“House of Gucci” is Getting More Hate Than It Deserves
Let’s all lighten up a bit.
I’ve seen a lot of interesting criticism about Ridley Scott’s House of Gucci (yes, Ridley Scott of science fiction film fame. Many are asking why, but, I mean, why not?). Both Vox and The Irish Times called the film “pointless,” the former contending that Lady Gaga’s performance alone saved the film from failure. But I disagree on a few counts.
First of all, I’m confused by the use of the term “pointless.” What does it mean, really for a story to be pointless? Do films really need to serve a purpose other than telling interesting stories? I would argue, after all, that the story of a social-climbing working class woman marrying into one of the most famous global fashion dynasties of all time and eventually orchestrating her husband’s murder…is an interesting story. In questioning the point of telling any one story, one also questions the point of telling any story ever.
And House of Gucci has more high points than just Lady Gaga, by the way. Of course, Gaga brings down the house (see what I did there?) in the film, solidifying her reputation as a serious actor and one of the best in her generation. But I also appreciated Adam Driver’s performance as Maurizio Gucci. Vox called him “the most boring person in the movie,” but I argue that his character isn’t supposed to be the one that steals the show. Adam Driver is a brilliant actor who’s already given us nuanced performances in films like Paterson (2016) and Marriage Story (2019), so I’d venture to say he knows what he’s doing. Rather than having a flat performance, he’s merely tasked here with playing a flat character. One of the biggest takeaways of House of Gucci is supposed to be that a fairly incompetent Maurizio spends his marriage being completely overshadowed and emasculated by Patrizia, and Adam Driver communicates this flawlessly.
Also, that first sex scene between him and Lady Gaga (which was unnecessarily long but transitioned brilliantly into their wedding scene) was wild. Who knew Mr. Good Soup was an absolute animal in bed?

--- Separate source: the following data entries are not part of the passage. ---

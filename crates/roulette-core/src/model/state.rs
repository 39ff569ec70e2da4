use std::fmt;
use std::str::FromStr;

use serde::{Deserialize, Serialize};

/// Today's progress.
///
/// ```text
/// ReadyToSpin -> DecisionMade -> Completed -> (redo) ReadyToSpin
/// ```
#[derive(Debug, Clone, Copy, PartialEq, Eq, Default, Serialize, Deserialize)]
#[serde(rename_all = "snake_case")]
pub enum DailyState {
    #[default]
    ReadyToSpin,
    DecisionMade,
    Completed,
}

impl DailyState {
    pub fn as_str(&self) -> &'static str {
        match self {
            DailyState::ReadyToSpin => "ready_to_spin",
            DailyState::DecisionMade => "decision_made",
            DailyState::Completed => "completed",
        }
    }

    /// Whether a decided item must be present in this state.
    pub fn holds_decision(&self) -> bool {
        !matches!(self, DailyState::ReadyToSpin)
    }
}

impl fmt::Display for DailyState {
    fn fmt(&self, f: &mut fmt::Formatter<'_>) -> fmt::Result {
        f.write_str(self.as_str())
    }
}

impl FromStr for DailyState {
    type Err = String;

    fn from_str(s: &str) -> Result<Self, Self::Err> {
        match s {
            "ready_to_spin" => Ok(DailyState::ReadyToSpin),
            "decision_made" => Ok(DailyState::DecisionMade),
            "completed" => Ok(DailyState::Completed),
            other => Err(format!("unknown daily state: {other}")),
        }
    }
}

#[cfg(test)]
mod tests {
    use super::*;

    #[test]
    fn parses_its_own_names() {
        for state in [
            DailyState::ReadyToSpin,
            DailyState::DecisionMade,
            DailyState::Completed,
        ] {
            assert_eq!(state.as_str().parse::<DailyState>().unwrap(), state);
        }
        assert!("spinning".parse::<DailyState>().is_err());
    }

    #[test]
    fn serde_name_matches_store_name() {
        let json = serde_json::to_string(&DailyState::DecisionMade).unwrap();
        assert_eq!(json, "\"decision_made\"");
    }
}
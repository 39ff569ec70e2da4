//! Core error types for roulette-core.
//!
//! This module defines the error hierarchy using thiserror. Domain edge
//! cases (spinning an empty list, adding blank text) are no-ops rather than
//! errors; what remains here is storage, configuration and input validation.

use std::path::PathBuf;
use thiserror::Error;

/// Core error type for roulette-core.
#[derive(Error, Debug)]
pub enum CoreError {
    /// Preference store errors
    #[error("Store error: {0}")]
    Store(#[from] StoreError),

    /// Configuration-related errors
    #[error("Configuration error: {0}")]
    Config(#[from] ConfigError),

    /// Validation errors
    #[error("Validation error: {0}")]
    Validation(#[from] ValidationError),

    /// IO errors
    #[error("IO error: {0}")]
    Io(#[from] std::io::Error),
}

/// Preference store errors.
#[derive(Error, Debug)]
pub enum StoreError {
    /// Failed to open the backing database
    #[error("Failed to open store at {path}: {source}")]
    OpenFailed {
        path: PathBuf,
        #[source]
        source: rusqlite::Error,
    },

    /// Query execution failed
    #[error("Query failed: {0}")]
    QueryFailed(String),

    /// Database is locked
    #[error("Store is locked")]
    Locked,

    /// A stored value could not be decoded into the requested type
    #[error("Cannot decode value for '{key}': {message}")]
    Decode { key: String, message: String },
}

/// Configuration-specific errors.
#[derive(Error, Debug)]
pub enum ConfigError {
    /// Failed to load configuration
    #[error("Failed to load configuration from {path}: {message}")]
    LoadFailed { path: PathBuf, message: String },

    /// Failed to save configuration
    #[error("Failed to save configuration to {path}: {message}")]
    SaveFailed { path: PathBuf, message: String },

    /// Unknown configuration key
    #[error("Unknown configuration key: {0}")]
    UnknownKey(String),

    /// Invalid configuration value
    #[error("Invalid configuration value for '{key}': {message}")]
    InvalidValue { key: String, message: String },
}

/// Validation errors.
#[derive(Error, Debug)]
pub enum ValidationError {
    /// Out of bounds
    #[error("Index {index} out of bounds for {collection} (length: {len})")]
    OutOfBounds {
        collection: String,
        index: usize,
        len: usize,
    },
}

impl From<rusqlite::Error> for StoreError {
    fn from(err: rusqlite::Error) -> Self {
        match &err {
            rusqlite::Error::SqliteFailure(e, _msg) => {
                if e.code == rusqlite::ErrorCode::DatabaseLocked
                    || e.code == rusqlite::ErrorCode::DatabaseBusy
                {
                    StoreError::Locked
                } else {
                    StoreError::QueryFailed(err.to_string())
                }
            }
            _ => StoreError::QueryFailed(err.to_string()),
        }
    }
}

/// Result type alias for CoreError
pub type Result<T, E = CoreError> = std::result::Result<T, E>;

#[cfg(test)]
mod tests {
    use super::*;

    #[test]
    fn out_of_bounds_message_names_collection() {
        let err = ValidationError::OutOfBounds {
            collection: "items".to_string(),
            index: 7,
            len: 3,
        };
        assert_eq!(
            err.to_string(),
            "Index 7 out of bounds for items (length: 3)"
        );
    }

    #[test]
    fn store_error_wraps_into_core_error() {
        let err: CoreError = StoreError::Locked.into();
        assert!(matches!(err, CoreError::Store(StoreError::Locked)));
        assert_eq!(err.to_string(), "Store error: Store is locked");
    }
}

I will admit the movie was far from perfect, though. The soundtrack was good but not great, and the cast slipped in and out of their accents to the point of absurdity. I mean, surely MGM could have afforded some quality dialect coaches? Sure, I expected Al Pacino’s accent to suck based solely on his atrocious impression of a Cuban accent in Scarface (1983), and even found his consistent shortcoming to be endearing. But Driver, Gaga, and even the supporting characters’ accents were either inconstant, not at all Italian, or, in the case of Jared Leto, more Chef Boyardee than Paolo Gucci.
The performance that drove me the craziest, though, was Catherine Walker’s impression of Anna Wintour. I recognize that the real-life Wintour is a little stiff, but Walker made her movements positively manic, and her take on Wintour’s hand motions looked like muscle spasms. The whole performance was more of a caricature than an earnest depiction, which didn’t fit in with the film’s serious tone.
Finally, I would have liked House of Gucci to show a little more of what happened to Patrizia after her husband’s murder. I realize that the movie is already long (its run-time is a whopping 2 hours and 37 minutes), but I would have sat through another 15 or 20 minutes if it meant the movie would feel more balanced. We learn so much about Patrizia, her background, her marriage, and the events leading up to the murder that it feels incongruous for the film to cut so quickly from Maurizio’s murder to Patrizia’s trial. I had so many questions! How did she get caught? Did one of her co-conspirators rat her out? Did her bizarre diary entry and unhinged behavior give her away? What happened to her daughter (she actually had two daughters in real life, but only one is represented in the film)? I shouldn’t have to hop on Google while leaving the theater in order to fill the movie’s plot holes.
Overall, though, House of Gucci, while flawed, is underrated. It is a wildly entertaining, well-made film and it’s paced well enough that it doesn’t feel like it’s three hours. Don’t go see it looking for a groundbreaking work of cinematic genius — it’s no Parasite — but go with appropriate expectations: to see an interesting story told in a gripping, entertaining way.